--- Problem description ---
This exercise calls for an exact copy of the data below.

(Materials provided Opens)

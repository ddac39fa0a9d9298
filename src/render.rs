//! Render composition and pipeline batching.
//!
//! Scene nodes describe what they want drawn as a [`Render`]. Before a pass the
//! tree is flattened into a list of [`Instanced`] batches, which are then drawn
//! with the Phong pipelines (color passes) or the depth-only pipeline (shadow
//! pass).
//!
//! # Key types
//!
//! - [`Render<'a>`] is the enum describing render operations
//! - [`Instanced<'a>`] contains data for instanced rendering (model + instance buffer)

use wgpu::RenderPass;

use crate::{
    data_structures::model::{DrawModel, Model, Side},
    pipelines::basic::PhongPipelines,
};

/// Data for instanced object rendering: a model and its instance buffer.
pub struct Instanced<'a> {
    pub instance: &'a wgpu::Buffer,
    pub model: &'a Model,
    pub amount: usize,
    pub cast_shadow: bool,
}

/// Specifies how scene objects should be rendered.
///
/// - `Defaults(Vec<Instanced>)` renders a batch of opaque instanced objects
/// - `Composed(Vec<Render>)` recursively renders composition of multiple renders
pub enum Render<'a> {
    Defaults(Vec<Instanced<'a>>),
    Composed(Vec<Render<'a>>),
}

impl<'a> Render<'a> {
    pub fn flatten(self, out: &mut Vec<Instanced<'a>>) {
        match self {
            Render::Defaults(mut vec) => out.append(&mut vec),
            Render::Composed(renders) => renders.into_iter().for_each(|r| r.flatten(out)),
        }
    }

    pub fn into_batches(self) -> Vec<Instanced<'a>> {
        let mut batches = Vec::new();
        self.flatten(&mut batches);
        batches
            .into_iter()
            .filter(|instanced| instanced.amount > 0)
            .collect()
    }
}

/// Draws every batch with the Phong pipeline matching each material's side.
pub fn draw_opaque<'a>(
    render_pass: &mut RenderPass<'a>,
    pipelines: &'a PhongPipelines,
    batches: &[Instanced<'a>],
    camera_bind_group: &'a wgpu::BindGroup,
    scene_bind_group: &'a wgpu::BindGroup,
) {
    let mut current: Option<Side> = None;
    for instanced in batches {
        let model: &'a Model = instanced.model;
        render_pass.set_vertex_buffer(1, instanced.instance.slice(..));
        for mesh in &model.meshes {
            let Some(material) = model.material_for(mesh) else {
                log::warn!("mesh {} references a missing material", mesh.name);
                continue;
            };
            if current != Some(material.params.side) {
                render_pass.set_pipeline(pipelines.for_side(material.params.side));
                current = Some(material.params.side);
            }
            render_pass.draw_mesh_instanced(
                mesh,
                material,
                0..instanced.amount as u32,
                camera_bind_group,
                scene_bind_group,
            );
        }
    }
}

/// Draws the shadow casters among `batches` into the currently bound depth target.
pub fn draw_depth<'a>(
    render_pass: &mut RenderPass<'a>,
    pipeline: &'a wgpu::RenderPipeline,
    batches: &[Instanced<'a>],
    camera_bind_group: &'a wgpu::BindGroup,
) {
    render_pass.set_pipeline(pipeline);
    for instanced in batches.iter().filter(|i| i.cast_shadow) {
        render_pass.set_vertex_buffer(1, instanced.instance.slice(..));
        render_pass.draw_model_depth_instanced(instanced.model, 0..instanced.amount as u32, camera_bind_group);
    }
}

(Materials provided Closes)

--- Written reply ---
repository ddac39fa0a9d9298
filename src/render.rs
//! Render composition and pipeline batching.
//!
//! Scene nodes describe what they want drawn as a [`Render`]. Before a pass the
//! tree is flattened into a list of [`Instanced`] batches, which are then drawn
//! with the Phong pipelines (color passes) or the depth-only pipeline (shadow
//! pass).
//!
//! # Key types
//!
//! - [`Render<'a>`] is the enum describing render operations
//! - [`Instanced<'a>`] contains data for instanced rendering (model + instance buffer)

use wgpu::RenderPass;

use crate::{
    data_structures::model::{DrawModel, Model, Side},
    pipelines::basic::PhongPipelines,
};

/// Data for instanced object rendering: a model and its instance buffer.
pub struct Instanced<'a> {
    pub instance: &'a wgpu::Buffer,
    pub model: &'a Model,
    pub amount: usize,
    pub cast_shadow: bool,
}

/// Specifies how scene objects should be rendered.
///
/// - `Defaults(Vec<Instanced>)` renders a batch of opaque instanced objects
/// - `Composed(Vec<Render>)` recursively renders composition of multiple renders
pub enum Render<'a> {
    Defaults(Vec<Instanced<'a>>),
    Composed(Vec<Render<'a>>),
}

impl<'a> Render<'a> {
    pub fn flatten(self, out: &mut Vec<Instanced<'a>>) {
        match self {
            Render::Defaults(mut vec) => out.append(&mut vec),
            Render::Composed(renders) => renders.into_iter().for_each(|r| r.flatten(out)),
        }
    }

    pub fn into_batches(self) -> Vec<Instanced<'a>> {
        let mut batches = Vec::new();
        self.flatten(&mut batches);
        batches
            .into_iter()
            .filter(|instanced| instanced.amount > 0)
            .collect()
    }
}

/// Draws every batch with the Phong pipeline matching each material's side.
pub fn draw_opaque<'a>(
    render_pass: &mut RenderPass<'a>,
    pipelines: &'a PhongPipelines,
    batches: &[Instanced<'a>],
    camera_bind_group: &'a wgpu::BindGroup,
    scene_bind_group: &'a wgpu::BindGroup,
) {
    let mut current: Option<Side> = None;
    for instanced in batches {
        let model: &'a Model = instanced.model;
        render_pass.set_vertex_buffer(1, instanced.instance.slice(..));
        for mesh in &model.meshes {
            let Some(material) = model.material_for(mesh) else {
                log::warn!("mesh {} references a missing material", mesh.name);
                continue;
            };
            if current != Some(material.params.side) {
                render_pass.set_pipeline(pipelines.for_side(material.params.side));
                current = Some(material.params.side);
            }
            render_pass.draw_mesh_instanced(
                mesh,
                material,
                0..instanced.amount as u32,
                camera_bind_group,
                scene_bind_group,
            );
        }
    }
}

/// Draws the shadow casters among `batches` into the currently bound depth target.
pub fn draw_depth<'a>(
    render_pass: &mut RenderPass<'a>,
    pipeline: &'a wgpu::RenderPipeline,
    batches: &[Instanced<'a>],
    camera_bind_group: &'a wgpu::BindGroup,
) {
    render_pass.set_pipeline(pipeline);
    for instanced in batches.iter().filter(|i| i.cast_shadow) {
        render_pass.set_vertex_buffer(1, instanced.instance.slice(..));
        render_pass.draw_model_depth_instanced(instanced.model, 0..instanced.amount as u32, camera_bind_group);
    }
}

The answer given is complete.